The ledon() and ledoff() Methodes just set Parameters and start/stop the Preview.

Thanks for your help!

New code that works for me:

(Due to JRaymond)

final String Text = "./-..-/.-/--/.--./.-.././/";
final int out_tic = 200;

new Thread(new Runnable(){
        @Override
        public void run() {
        for(int i=0;i<Text.length();i++){

        if(Text.charAt(i)=='.' ||Text.charAt(i)=='·'){
        flash(out_tic);
        flashpause(out_tic);
        continue;
        }
        else if(Text.charAt(i)=='-'){
        flash(3*out_tic);
        flashpause(out_tic);
        continue;
        }
        else if(Text.charAt(i)=='/'){
            flashpause(2*out_tic);
            if(Text.charAt(i-1)=='/'){
                flashpause(4*out_tic);
                    }
                }
            }
        }   
    }).start();
}

        private Handler handler = new Handler();
private void flash(final int sleeptime) {
    handler.post(new Runnable() {
        @Override
        public void run() {
            ledon();
        }
    });
    try {
        Thread.sleep(sleeptime);
    } catch (InterruptedException e){
    }
    handler.post(new Runnable(){
        public void run() {
            ledoff();
        }
    });
}

private void flashpause(final int sleeptime)    {
        try {
            Thread.sleep(sleeptime);
            } catch (InterruptedException e){
            }
}

private Camera cam;
private void ledon() {
    cam = Camera.open();     
    Parameters params = cam.getParameters();
    params.setFlashMode(Parameters.FLASH_MODE_TORCH);
    cam.setParameters(params);
    cam.startPreview();
}
private void ledoff() {
    cam.stopPreview();
    cam.release();
}
Était-ce utile?

La solution

I think I've pieced out your puzzle- all of your runnables are getting posted so that they occur at pretty much the same time. postDelayed schedules the Runnable for a time from now, not from the time that the last Runnable was scheduled.
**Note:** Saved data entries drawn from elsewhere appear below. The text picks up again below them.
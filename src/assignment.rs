//! Assignment orchestration for the two join resources.
//!
//! Every mutation goes straight to the backend and nothing is patched locally;
//! the page the caller redirects to loads the lists fresh. Failures become
//! notices. Only a backend 401 is returned as `Err`.

use std::collections::HashMap;

use futures::future::join_all;

use crate::api::{ApiClient, ApiError, role_permissions, user_roles};
use crate::auth::validate::validate_selection;
use crate::models::{Role, User, UserRole};
use crate::selection::matches;
use crate::views::Notice;

/// Result of an assign/revoke: the notice to flash on the next page.
#[derive(Debug, Clone)]
pub struct Outcome {
    pub notice: Notice,
}

impl Outcome {
    fn done(notice: Notice) -> Self {
        Self { notice }
    }

    pub fn succeeded(&self) -> bool {
        !self.notice.is_error()
    }
}

fn failure(title: &str, err: ApiError) -> Result<Outcome, ApiError> {
    if err.is_unauthorized() {
        return Err(err);
    }
    log::warn!("{title}: {err}");
    Ok(Outcome::done(Notice::error(title, err.to_string())))
}

/// Assign a role to a user.
pub async fn assign_role(api: &ApiClient, user_id: &str, role_id: &str) -> Result<Outcome, ApiError> {
    if let Some(msg) = validate_selection(user_id, role_id, "user", "role") {
        return Ok(Outcome::done(Notice::error("Selection required", msg)));
    }

    if let Err(e) = user_roles::assign(api, user_id, role_id).await {
        return failure("Could not assign role", e);
    }
    log::info!("Assigned role {role_id} to user {user_id}");
    Ok(Outcome::done(Notice::success("Role assigned", "The role was assigned to the user.")))
}

/// Remove a user-role link by its own id.
pub async fn revoke_user_role(api: &ApiClient, id: &str) -> Result<Outcome, ApiError> {
    if let Err(e) = user_roles::remove(api, id).await {
        return failure("Could not remove role assignment", e);
    }
    log::info!("Removed role assignment {id}");
    Ok(Outcome::done(Notice::success("Assignment removed", "The role was removed from the user.")))
}

/// Grant a permission to a role.
pub async fn grant_permission(
    api: &ApiClient,
    role_id: &str,
    permission_id: &str,
) -> Result<Outcome, ApiError> {
    if let Some(msg) = validate_selection(role_id, permission_id, "role", "permission") {
        return Ok(Outcome::done(Notice::error("Selection required", msg)));
    }

    if let Err(e) = role_permissions::create(api, role_id, permission_id).await {
        return failure("Could not grant permission", e);
    }
    log::info!("Granted permission {permission_id} to role {role_id}");
    Ok(Outcome::done(Notice::success("Permission granted", "The permission was added to the role.")))
}

/// Revoke a role-permission link.
pub async fn revoke_role_permission(
    api: &ApiClient,
    id: &str,
    role_id: &str,
) -> Result<Outcome, ApiError> {
    if let Err(e) = role_permissions::delete(api, id).await {
        return failure("Could not revoke permission", e);
    }
    log::info!("Revoked role-permission {id} from role {role_id}");
    Ok(Outcome::done(Notice::success("Permission revoked", "The permission was removed from the role.")))
}

/// An assignment joined against the user and role collections.
#[derive(Debug, Clone, PartialEq)]
pub struct AssignmentRow {
    pub id: String,
    pub user_id: String,
    pub role_id: String,
    pub user_name: String,
    pub user_email: String,
    pub role_name: String,
    pub role_description: String,
}

/// Resolve each assignment's user and role. Embedded records win over the
/// collections; dangling references get fallback text.
pub fn cross_reference(assignments: &[UserRole], users: &[User], roles: &[Role]) -> Vec<AssignmentRow> {
    let users_by_id: HashMap<&str, &User> = users.iter().map(|u| (u.id.as_str(), u)).collect();
    let roles_by_id: HashMap<&str, &Role> = roles.iter().map(|r| (r.id.as_str(), r)).collect();

    assignments
        .iter()
        .map(|ur| {
            let user = ur.user.as_ref().or_else(|| users_by_id.get(ur.user_id.as_str()).copied());
            let role = ur.role.as_ref().or_else(|| roles_by_id.get(ur.role_id.as_str()).copied());
            AssignmentRow {
                id: ur.id.clone(),
                user_id: ur.user_id.clone(),
                role_id: ur.role_id.clone(),
                user_name: user.map(|u| u.name.clone()).unwrap_or_else(|| "User not found".to_string()),
                user_email: user
                    .map(|u| u.email.clone())
                    .filter(|e| !e.is_empty())
                    .unwrap_or_else(|| "N/A".to_string()),
                role_name: role.map(|r| r.name.clone()).unwrap_or_else(|| "Role not found".to_string()),
                role_description: role
                    .map(|r| r.description.clone())
                    .filter(|d| !d.is_empty())
                    .unwrap_or_else(|| "N/A".to_string()),
            }
        })
        .collect()
}

/// Search over joined rows by user name, email or role name.
pub fn filter_rows<'a>(rows: &'a [AssignmentRow], query: &str) -> Vec<&'a AssignmentRow> {
    rows.iter()
        .filter(|r| matches(query, &[r.user_name.as_str(), r.user_email.as_str(), r.role_name.as_str()]))
        .collect()
}

/// A user found by name together with the names of their roles.
#[derive(Debug, Clone, PartialEq)]
pub struct UserWithRoles {
    pub user: User,
    /// Comma separated role names, `"No roles assigned"` when empty, `"n/a"` when the lookup failed.
    pub roles: String,
}

/// Filter `users` by name, then fetch each match's roles concurrently.
pub async fn search_users_with_roles(
    api: &ApiClient,
    query: &str,
    users: &[User],
    roles: &[Role],
) -> Result<Vec<UserWithRoles>, ApiError> {
    let roles_by_id: HashMap<&str, &Role> = roles.iter().map(|r| (r.id.as_str(), r)).collect();
    let found: Vec<&User> = users.iter().filter(|u| matches(query, &[u.name.as_str()])).collect();

    let lookups = join_all(found.iter().map(|u| user_roles::by_user(api, &u.id))).await;

    let mut out = Vec::with_capacity(found.len());
    for (user, result) in found.into_iter().zip(lookups) {
        let roles = match result {
            Ok(assigned) if assigned.is_empty() => "No roles assigned".to_string(),
            Ok(assigned) => assigned
                .iter()
                .map(|ur| {
                    ur.role
                        .as_ref()
                        .or_else(|| roles_by_id.get(ur.role_id.as_str()).copied())
                        .map(|r| r.name.as_str())
                        .unwrap_or("Role not found")
                })
                .collect::<Vec<_>>()
                .join(", "),
            Err(ApiError::Unauthorized) => return Err(ApiError::Unauthorized),
            Err(e) => {
                log::warn!("Role lookup for user {} failed: {e}", user.id);
                "n/a".to_string()
            }
        };
        out.push(UserWithRoles { user: user.clone(), roles });
    }
    Ok(out)
}

/// Users holding `role_id`, straight from the role-scoped endpoint.
pub async fn users_by_role(
    api: &ApiClient,
    role_id: &str,
    users: &[User],
    roles: &[Role],
) -> Result<Vec<AssignmentRow>, ApiError> {
    let assignments = user_roles::by_role(api, role_id).await?;
    Ok(cross_reference(&assignments, users, roles))
}

/// Number of permissions granted to each role. A failed per-role fetch maps to `None`.
pub async fn permission_counts(api: &ApiClient, roles: &[Role]) -> Result<HashMap<String, Option<usize>>, ApiError> {
    let results = join_all(roles.iter().map(|r| role_permissions::by_role(api, &r.id))).await;

    let mut counts = HashMap::with_capacity(roles.len());
    for (role, result) in roles.iter().zip(results) {
        let count = match result {
            Ok(grants) => Some(grants.len()),
            Err(ApiError::Unauthorized) => return Err(ApiError::Unauthorized),
            Err(e) => {
                log::warn!("Permission count for role {} failed: {e}", role.id);
                None
            }
        };
        counts.insert(role.id.clone(), count);
    }
    Ok(counts)
}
I think your best solution would be something like this, which offloads the LED control to another thread:

cam = Camera.open();
Handler handler = new Handler();
new Thread(new Runnable() {
  public void run() {
    for(int i=0;i<Text.length();i++){
      if(Text.charAt(i)=='.' ||Text.charAt(i)=='·') {
        flash(out_tic);
        continue;
      }
      else if(Text.charAt(i)=='-'){
        flash(3 * out_tic)
        continue;
      }
      // I don't quite understand what this does, but the same principles apply
      else if(Text.charAt(i)=='/'){
        //Warte 2*out_tic lang (1mal wurde schon gewartet)
        if(Text.charAt(i-1)=='/'){

        }
      }
    }
  }
  private void flash(int tic) {
    handler.post(new Runnable() {
      public void run() {
        ledon();
      }
    });
    try {
          Thread.sleep(out_tic);
    } catch (InterruptedException e) {
    }
    handler.post(new Runnable() {
      public void run() {
        ledoff();
      }
    }
  }
});

Note that the above is pretty messy, you might want to move things around and clean it up a little - but the idea is that you let a different thread from the UI do the sleeping and then post back to the handler when the Camera parameters need to be changed.